Benedict uses two images to describe the role of the Abbot in this respect. The first is that of a shepherd. He says that the Abbot should, "have great concern and to act with all speed, discernment and diligence in order not to lose any of the sheep entrusted to him. He should realise he has undertaken care of the sick, not tyranny over the healthy...He is to imitate the example of the Good Shepherd who kept the ninety nine sheep on the mountains and went in search for the sheep that had strayed. So great was his compassion for its weakness that he mercifully placed it on his shoulder and carried it back to the flock". (Chapter 27). You don't call that punishing. That is caring. That is loving concern. That is seeking to restore the wayward member back into the community.

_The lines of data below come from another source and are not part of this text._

use chrono::{Local, NaiveDateTime, SubsecRound};
use serde::{Deserialize, Serialize};

/// Schema version written by this build.
pub const FILE_VERSION: u32 = 1;

/// Represents a single task in the task tracker.
#[derive(Serialize, Deserialize, Debug, Clone, PartialEq)]
pub struct Task {
    /// Position-derived identifier, `count + 1` at creation time.
    pub id: u64,
    /// What needs doing.
    pub description: String,
    /// Local time the task was added.
    #[serde(with = "timestamp")]
    pub created: NaiveDateTime,
    /// Whether the task has been completed.
    #[serde(default)]
    pub done: bool,
    /// Local time the task was marked done.
    #[serde(default, with = "timestamp::option")]
    pub completed: Option<NaiveDateTime>,
    /// Seconds between `created` and `completed`.
    #[serde(default)]
    pub duration: Option<f64>,
}

impl Task {
    /// Creates a fresh, not-yet-done task.
    pub fn new(id: u64, description: impl Into<String>, created: NaiveDateTime) -> Self {
        Task {
            id,
            description: description.into(),
            created,
            done: false,
            completed: None,
            duration: None,
        }
    }

    /// Marks the task done at `at`, recording how long it took.
    pub fn complete(&mut self, at: NaiveDateTime) -> f64 {
        let duration = seconds_between(self.created, at);
        self.done = true;
        self.completed = Some(at);
        self.duration = Some(duration);
        duration
    }
}

/// On-disk layout of the task file.
#[derive(Serialize, Deserialize, Debug, Clone, PartialEq)]
pub struct TaskFile {
    pub version: u32,
    pub tasks: Vec<Task>,
}

impl TaskFile {
    pub fn new(tasks: Vec<Task>) -> Self {
        TaskFile {
            version: FILE_VERSION,
            tasks,
        }
    }
}

/// Fractional seconds from `start` to `end`.
pub fn seconds_between(start: NaiveDateTime, end: NaiveDateTime) -> f64 {
    let delta = end - start;
    match delta.num_microseconds() {
        Some(us) => us as f64 / 1_000_000.0,
        None => delta.num_milliseconds() as f64 / 1_000.0,
    }
}

/// Current local time at the precision the task file keeps.
pub fn local_now() -> NaiveDateTime {
    Local::now().naive_local().trunc_subsecs(6)
}

/// ISO-8601 timestamps without an offset, e.g. `2024-03-01T09:30:00.250000`.
///
/// Reading also accepts values without fractional seconds and RFC 3339
/// strings with an offset, which are converted to local time.
pub mod timestamp {
    use chrono::{DateTime, Local, NaiveDateTime};
    use serde::{de, Deserialize, Deserializer, Serializer};

    pub const FORMAT: &str = "%Y-%m-%dT%H:%M:%S%.6f";

    pub fn format(dt: &NaiveDateTime) -> String {
        dt.format(FORMAT).to_string()
    }

    pub fn parse(raw: &str) -> Result<NaiveDateTime, String> {
        if let Ok(dt) = raw.parse::<NaiveDateTime>() {
            return Ok(dt);
        }
        DateTime::parse_from_rfc3339(raw)
            .map(|dt| dt.with_timezone(&Local).naive_local())
            .map_err(|e| format!("invalid timestamp '{}': {}", raw, e))
    }

    pub fn serialize<S: Serializer>(dt: &NaiveDateTime, serializer: S) -> Result<S::Ok, S::Error> {
        serializer.serialize_str(&format(dt))
    }

    pub fn deserialize<'de, D: Deserializer<'de>>(deserializer: D) -> Result<NaiveDateTime, D::Error> {
        let raw = String::deserialize(deserializer)?;
        parse(&raw).map_err(de::Error::custom)
    }

    pub mod option {
        use chrono::NaiveDateTime;
        use serde::{de, Deserialize, Deserializer, Serializer};

        pub fn serialize<S: Serializer>(
            dt: &Option<NaiveDateTime>,
            serializer: S,
        ) -> Result<S::Ok, S::Error> {
            match dt {
                Some(dt) => serializer.serialize_str(&super::format(dt)),
                None => serializer.serialize_none(),
            }
        }

        pub fn deserialize<'de, D: Deserializer<'de>>(
            deserializer: D,
        ) -> Result<Option<NaiveDateTime>, D::Error> {
            match Option::<String>::deserialize(deserializer)? {
                Some(raw) => super::parse(&raw).map(Some).map_err(de::Error::custom),
                None => Ok(None),
            }
        }
    }
}

#[cfg(test)]
mod tests {
    use super::*;
    use chrono::NaiveDate;

    fn at(h: u32, m: u32, s: u32) -> NaiveDateTime {
        NaiveDate::from_ymd_opt(2024, 3, 1).unwrap().and_hms_opt(h, m, s).unwrap()
    }

    #[test]
    fn test_complete_sets_all_fields() {
        let mut task = Task::new(1, "write report", at(9, 0, 0));
        let took = task.complete(at(9, 1, 30));
        assert!(task.done);
        assert_eq!(task.completed, Some(at(9, 1, 30)));
        assert_eq!(task.duration, Some(90.0));
        assert_eq!(took, 90.0);
    }

    #[test]
    fn test_record_field_order_and_nulls() {
        let task = Task::new(1, "buy milk", at(8, 0, 0));
        let json = serde_json::to_string(&task).unwrap();
        assert_eq!(
            json,
            r#"{"id":1,"description":"buy milk","created":"2024-03-01T08:00:00.000000","done":false,"completed":null,"duration":null}"#
        );
    }

    #[test]
    fn test_reads_legacy_timestamp_forms() {
        let json = r#"{"id":1,"description":"x","created":"2024-03-01T08:00:00","done":true,"completed":"2024-03-01T08:00:05.5"}"#;
        let task: Task = serde_json::from_str(json).unwrap();
        assert_eq!(task.created, at(8, 0, 0));
        assert_eq!(seconds_between(task.created, task.completed.unwrap()), 5.5);
        assert_eq!(task.duration, None);
    }

    #[test]
    fn test_missing_optional_fields_default() {
        let json = r#"{"id":4,"description":"x","created":"2024-03-01T08:00:00"}"#;
        let task: Task = serde_json::from_str(json).unwrap();
        assert!(!task.done);
        assert_eq!(task.completed, None);
        assert_eq!(task.duration, None);
    }

    #[test]
    fn test_rejects_garbage_timestamp() {
        let json = r#"{"id":1,"description":"x","created":"yesterday"}"#;
        assert!(serde_json::from_str::<Task>(json).is_err());
    }

    #[test]
    fn test_rfc3339_timestamp_is_accepted() {
        assert!(timestamp::parse("2024-03-01T08:00:00+02:00").is_ok());
    }

    #[test]
    fn test_local_now_has_microsecond_precision() {
        let now = local_now();
        let reparsed = timestamp::parse(&timestamp::format(&now)).unwrap();
        assert_eq!(now, reparsed);
    }
}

Secondly, he uses the image of a doctor. He writes, "The Abbot must exercise utmost care and concern for wayward brothers, because it is not the healthy who need the physician, but the sick". (Chapter 27). Only in extremes should he behave as a surgeon by removing the offending limb and organ in order to prevent infection to the whole body.

Perhaps, the soundest advice which St Benedict has to offer in applying discipline, comes towards the end of his Rule when he says that the Abbot, "must hate the faults but love the brothers. When he punishes them, he should use prudence and avoid extremes; otherwise by rubbing too hard to remove the rust, he may break the vessel....he should prune (faults) away with prudence and love as he sees best for each individual". (Chapter 64).

CONCLUSION

Whether you agree or disagree with the method employed by the Revd Peter Irwin-Clark, in respect of his two parishioners, there can be no doubt that the Christian church has always exercised spiritual discipline by means of excommunication in order to preserve the identity of its corporate life and to restore to fellowship, those who have fallen away through disobedience.

Perhaps this is an opportune time for us all to examine our lives and to see whether or not we need to exercise a greater degree of self-discipline if we are not to let ourselves, the Church and, above all, Christ down.